:: EXTRACTED DATA ::

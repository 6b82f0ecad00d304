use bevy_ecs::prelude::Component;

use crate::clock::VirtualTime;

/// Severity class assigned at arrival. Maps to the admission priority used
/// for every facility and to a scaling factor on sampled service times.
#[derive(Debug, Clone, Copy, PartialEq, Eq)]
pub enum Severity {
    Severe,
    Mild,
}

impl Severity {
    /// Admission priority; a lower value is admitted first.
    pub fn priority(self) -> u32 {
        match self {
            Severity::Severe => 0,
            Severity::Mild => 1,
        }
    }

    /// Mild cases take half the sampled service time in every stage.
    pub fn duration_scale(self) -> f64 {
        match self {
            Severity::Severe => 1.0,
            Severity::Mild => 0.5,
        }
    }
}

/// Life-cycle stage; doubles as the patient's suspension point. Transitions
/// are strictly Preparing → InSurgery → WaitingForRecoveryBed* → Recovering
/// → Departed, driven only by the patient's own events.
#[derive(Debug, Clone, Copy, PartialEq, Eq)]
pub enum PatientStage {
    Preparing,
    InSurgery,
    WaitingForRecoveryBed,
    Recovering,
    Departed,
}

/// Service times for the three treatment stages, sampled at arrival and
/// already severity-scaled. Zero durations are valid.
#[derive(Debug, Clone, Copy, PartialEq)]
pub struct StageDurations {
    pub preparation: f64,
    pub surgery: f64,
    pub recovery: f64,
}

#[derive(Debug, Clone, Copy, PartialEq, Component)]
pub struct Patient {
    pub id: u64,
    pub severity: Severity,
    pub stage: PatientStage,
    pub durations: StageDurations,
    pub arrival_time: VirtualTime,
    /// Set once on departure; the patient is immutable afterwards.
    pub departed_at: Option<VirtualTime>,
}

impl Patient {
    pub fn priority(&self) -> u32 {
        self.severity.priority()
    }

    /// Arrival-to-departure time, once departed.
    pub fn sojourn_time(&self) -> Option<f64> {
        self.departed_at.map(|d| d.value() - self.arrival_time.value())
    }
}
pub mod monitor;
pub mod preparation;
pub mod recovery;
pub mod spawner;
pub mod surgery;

:::
:: EXTRACTED DATA ::

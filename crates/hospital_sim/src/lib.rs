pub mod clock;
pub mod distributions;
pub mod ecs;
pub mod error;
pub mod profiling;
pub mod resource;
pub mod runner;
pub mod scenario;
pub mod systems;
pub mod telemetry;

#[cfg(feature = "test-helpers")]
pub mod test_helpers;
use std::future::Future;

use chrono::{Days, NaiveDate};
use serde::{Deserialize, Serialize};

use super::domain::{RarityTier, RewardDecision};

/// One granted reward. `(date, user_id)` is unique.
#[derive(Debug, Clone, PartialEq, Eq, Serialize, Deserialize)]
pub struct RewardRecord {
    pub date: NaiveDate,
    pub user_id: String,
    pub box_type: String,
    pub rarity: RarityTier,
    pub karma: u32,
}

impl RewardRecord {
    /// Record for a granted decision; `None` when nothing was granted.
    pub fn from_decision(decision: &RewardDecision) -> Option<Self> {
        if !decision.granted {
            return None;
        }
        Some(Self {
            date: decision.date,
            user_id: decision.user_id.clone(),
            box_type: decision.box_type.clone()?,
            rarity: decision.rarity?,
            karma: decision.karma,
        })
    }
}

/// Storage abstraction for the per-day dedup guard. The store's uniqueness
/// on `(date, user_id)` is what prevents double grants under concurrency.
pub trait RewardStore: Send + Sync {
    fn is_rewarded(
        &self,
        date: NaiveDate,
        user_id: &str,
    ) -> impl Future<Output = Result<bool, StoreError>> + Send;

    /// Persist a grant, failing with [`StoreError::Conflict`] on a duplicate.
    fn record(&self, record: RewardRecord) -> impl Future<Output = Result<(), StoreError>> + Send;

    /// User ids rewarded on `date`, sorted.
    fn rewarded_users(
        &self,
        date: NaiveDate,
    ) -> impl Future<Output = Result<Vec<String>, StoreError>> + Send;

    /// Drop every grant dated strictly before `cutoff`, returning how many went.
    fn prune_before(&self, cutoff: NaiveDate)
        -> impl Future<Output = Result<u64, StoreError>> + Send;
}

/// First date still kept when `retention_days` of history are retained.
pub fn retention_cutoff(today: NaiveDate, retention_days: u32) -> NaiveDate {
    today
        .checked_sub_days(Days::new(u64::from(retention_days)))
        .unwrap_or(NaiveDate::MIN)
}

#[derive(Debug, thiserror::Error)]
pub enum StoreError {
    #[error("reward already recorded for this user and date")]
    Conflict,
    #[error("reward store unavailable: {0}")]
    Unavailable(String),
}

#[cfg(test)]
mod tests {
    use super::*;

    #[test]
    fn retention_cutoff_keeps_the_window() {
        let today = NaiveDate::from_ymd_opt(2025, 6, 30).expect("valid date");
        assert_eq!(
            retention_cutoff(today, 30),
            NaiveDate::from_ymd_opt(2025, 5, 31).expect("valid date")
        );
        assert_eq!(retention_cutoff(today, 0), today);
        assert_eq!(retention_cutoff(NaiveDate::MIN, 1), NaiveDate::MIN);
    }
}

:::
:: EXTRACTED DATA ::

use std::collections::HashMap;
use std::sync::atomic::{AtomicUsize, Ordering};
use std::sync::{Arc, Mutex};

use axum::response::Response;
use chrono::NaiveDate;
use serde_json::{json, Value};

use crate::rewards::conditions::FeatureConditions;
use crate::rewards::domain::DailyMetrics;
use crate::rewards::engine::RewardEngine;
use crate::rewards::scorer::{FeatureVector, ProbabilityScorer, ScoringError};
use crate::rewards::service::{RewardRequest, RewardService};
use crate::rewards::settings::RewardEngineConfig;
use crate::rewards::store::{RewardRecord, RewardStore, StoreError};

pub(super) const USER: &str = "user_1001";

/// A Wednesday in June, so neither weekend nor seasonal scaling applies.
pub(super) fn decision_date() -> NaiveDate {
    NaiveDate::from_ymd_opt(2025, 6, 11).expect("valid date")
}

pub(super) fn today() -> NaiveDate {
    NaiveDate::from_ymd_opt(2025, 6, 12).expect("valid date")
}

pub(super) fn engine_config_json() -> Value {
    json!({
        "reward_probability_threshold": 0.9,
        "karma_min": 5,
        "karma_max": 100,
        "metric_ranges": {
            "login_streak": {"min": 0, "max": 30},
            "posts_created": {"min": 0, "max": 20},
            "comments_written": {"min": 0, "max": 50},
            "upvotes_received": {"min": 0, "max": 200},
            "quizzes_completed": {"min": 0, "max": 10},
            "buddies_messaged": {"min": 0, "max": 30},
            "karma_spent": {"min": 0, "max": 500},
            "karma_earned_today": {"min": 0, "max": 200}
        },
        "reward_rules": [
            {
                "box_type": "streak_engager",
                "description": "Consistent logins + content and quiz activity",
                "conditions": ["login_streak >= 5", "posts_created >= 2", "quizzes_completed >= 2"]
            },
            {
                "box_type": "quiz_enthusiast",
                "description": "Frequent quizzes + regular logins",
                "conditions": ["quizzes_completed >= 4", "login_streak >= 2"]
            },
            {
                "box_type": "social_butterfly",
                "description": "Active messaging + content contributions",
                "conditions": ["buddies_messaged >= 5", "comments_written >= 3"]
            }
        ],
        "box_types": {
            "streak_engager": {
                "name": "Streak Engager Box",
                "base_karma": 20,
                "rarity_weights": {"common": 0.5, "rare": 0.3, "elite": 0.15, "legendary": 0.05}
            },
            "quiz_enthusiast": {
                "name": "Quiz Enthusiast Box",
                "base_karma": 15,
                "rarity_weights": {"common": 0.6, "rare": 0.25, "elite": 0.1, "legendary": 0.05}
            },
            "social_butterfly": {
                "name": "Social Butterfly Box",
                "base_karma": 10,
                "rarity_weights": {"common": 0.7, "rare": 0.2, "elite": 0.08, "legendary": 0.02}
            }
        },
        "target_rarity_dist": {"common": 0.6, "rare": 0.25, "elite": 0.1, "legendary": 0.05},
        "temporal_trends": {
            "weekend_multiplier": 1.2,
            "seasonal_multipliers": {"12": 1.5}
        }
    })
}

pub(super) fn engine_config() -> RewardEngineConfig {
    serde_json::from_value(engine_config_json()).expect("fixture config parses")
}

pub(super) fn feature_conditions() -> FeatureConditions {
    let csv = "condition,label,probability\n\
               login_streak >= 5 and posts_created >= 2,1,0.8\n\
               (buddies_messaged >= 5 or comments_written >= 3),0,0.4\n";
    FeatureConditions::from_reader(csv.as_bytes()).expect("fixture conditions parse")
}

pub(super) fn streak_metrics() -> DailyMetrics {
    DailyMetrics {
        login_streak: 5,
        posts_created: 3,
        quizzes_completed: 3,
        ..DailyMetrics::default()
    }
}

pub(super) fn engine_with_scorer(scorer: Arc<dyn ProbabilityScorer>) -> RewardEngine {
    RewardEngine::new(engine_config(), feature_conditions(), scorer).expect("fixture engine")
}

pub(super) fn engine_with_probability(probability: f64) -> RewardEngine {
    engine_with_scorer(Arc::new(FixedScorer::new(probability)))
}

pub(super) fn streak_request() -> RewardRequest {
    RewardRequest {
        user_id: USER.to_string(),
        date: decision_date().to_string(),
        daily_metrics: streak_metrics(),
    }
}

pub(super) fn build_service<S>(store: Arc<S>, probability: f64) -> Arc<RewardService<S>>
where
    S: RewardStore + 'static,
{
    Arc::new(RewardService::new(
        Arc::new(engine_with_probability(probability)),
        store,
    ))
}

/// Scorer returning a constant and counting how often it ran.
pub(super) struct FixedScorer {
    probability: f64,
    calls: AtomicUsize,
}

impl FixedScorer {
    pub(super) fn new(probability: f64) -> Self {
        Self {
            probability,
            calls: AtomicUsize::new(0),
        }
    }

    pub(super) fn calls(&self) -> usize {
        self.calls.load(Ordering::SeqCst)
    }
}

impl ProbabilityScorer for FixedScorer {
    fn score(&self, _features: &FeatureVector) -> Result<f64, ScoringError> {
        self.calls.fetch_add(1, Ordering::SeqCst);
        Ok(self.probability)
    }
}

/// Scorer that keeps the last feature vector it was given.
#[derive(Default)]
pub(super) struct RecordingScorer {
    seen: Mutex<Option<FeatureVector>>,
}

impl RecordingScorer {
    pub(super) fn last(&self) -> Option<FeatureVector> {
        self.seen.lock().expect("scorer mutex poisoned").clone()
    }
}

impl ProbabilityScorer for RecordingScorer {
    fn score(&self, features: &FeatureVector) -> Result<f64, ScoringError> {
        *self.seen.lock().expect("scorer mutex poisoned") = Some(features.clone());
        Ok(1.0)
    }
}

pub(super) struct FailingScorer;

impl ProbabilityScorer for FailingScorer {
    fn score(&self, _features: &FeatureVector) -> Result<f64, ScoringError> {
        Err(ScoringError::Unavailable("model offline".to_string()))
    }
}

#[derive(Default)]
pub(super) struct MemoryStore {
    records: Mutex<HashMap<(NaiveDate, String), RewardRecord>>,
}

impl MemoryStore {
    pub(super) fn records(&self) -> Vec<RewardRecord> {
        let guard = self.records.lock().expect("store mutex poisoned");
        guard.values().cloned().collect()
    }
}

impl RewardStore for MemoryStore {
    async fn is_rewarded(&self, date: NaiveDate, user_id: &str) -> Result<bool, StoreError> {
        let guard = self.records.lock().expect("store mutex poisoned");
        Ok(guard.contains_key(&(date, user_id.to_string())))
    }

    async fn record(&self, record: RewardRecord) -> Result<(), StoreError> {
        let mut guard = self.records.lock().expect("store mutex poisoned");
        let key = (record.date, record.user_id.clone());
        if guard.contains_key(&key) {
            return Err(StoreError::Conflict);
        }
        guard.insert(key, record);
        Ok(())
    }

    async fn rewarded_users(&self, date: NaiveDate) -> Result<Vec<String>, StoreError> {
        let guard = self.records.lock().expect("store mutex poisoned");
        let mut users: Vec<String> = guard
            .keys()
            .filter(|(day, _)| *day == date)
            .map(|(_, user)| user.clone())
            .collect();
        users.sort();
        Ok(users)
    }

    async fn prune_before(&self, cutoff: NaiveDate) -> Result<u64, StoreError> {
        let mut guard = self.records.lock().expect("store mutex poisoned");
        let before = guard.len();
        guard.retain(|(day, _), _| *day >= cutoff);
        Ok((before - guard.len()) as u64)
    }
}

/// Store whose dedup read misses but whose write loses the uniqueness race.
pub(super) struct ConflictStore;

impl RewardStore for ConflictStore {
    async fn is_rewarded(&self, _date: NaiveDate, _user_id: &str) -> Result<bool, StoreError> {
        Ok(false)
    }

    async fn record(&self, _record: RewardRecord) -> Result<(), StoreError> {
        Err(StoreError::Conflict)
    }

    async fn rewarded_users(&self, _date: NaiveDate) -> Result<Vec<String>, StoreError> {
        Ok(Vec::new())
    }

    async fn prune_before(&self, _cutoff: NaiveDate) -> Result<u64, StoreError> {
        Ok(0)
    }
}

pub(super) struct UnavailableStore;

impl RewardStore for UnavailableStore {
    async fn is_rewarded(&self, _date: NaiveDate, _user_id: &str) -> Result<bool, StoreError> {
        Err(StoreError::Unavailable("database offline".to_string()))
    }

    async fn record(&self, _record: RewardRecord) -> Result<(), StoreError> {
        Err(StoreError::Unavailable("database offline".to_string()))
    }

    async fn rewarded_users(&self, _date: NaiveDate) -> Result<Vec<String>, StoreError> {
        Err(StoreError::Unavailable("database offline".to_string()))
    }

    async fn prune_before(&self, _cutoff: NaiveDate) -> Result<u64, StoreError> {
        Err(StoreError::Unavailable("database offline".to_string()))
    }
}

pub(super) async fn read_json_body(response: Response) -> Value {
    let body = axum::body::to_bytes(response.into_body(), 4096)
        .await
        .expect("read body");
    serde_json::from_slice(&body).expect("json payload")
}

:::

### TASK REQUIREMENTS
When the line with "pub fn sojourn_time(&self)" is reached in the data above, start copying there, and copy each line exactly until the line with "pub mod surgery;" has been copied; copy nothing else.

### RESPONSE FOR THIS EXERCISE
    pub fn sojourn_time(&self) -> Option<f64> {
        self.departed_at.map(|d| d.value() - self.arrival_time.value())
    }
}
pub mod monitor;
pub mod preparation;
pub mod recovery;
pub mod spawner;
pub mod surgery;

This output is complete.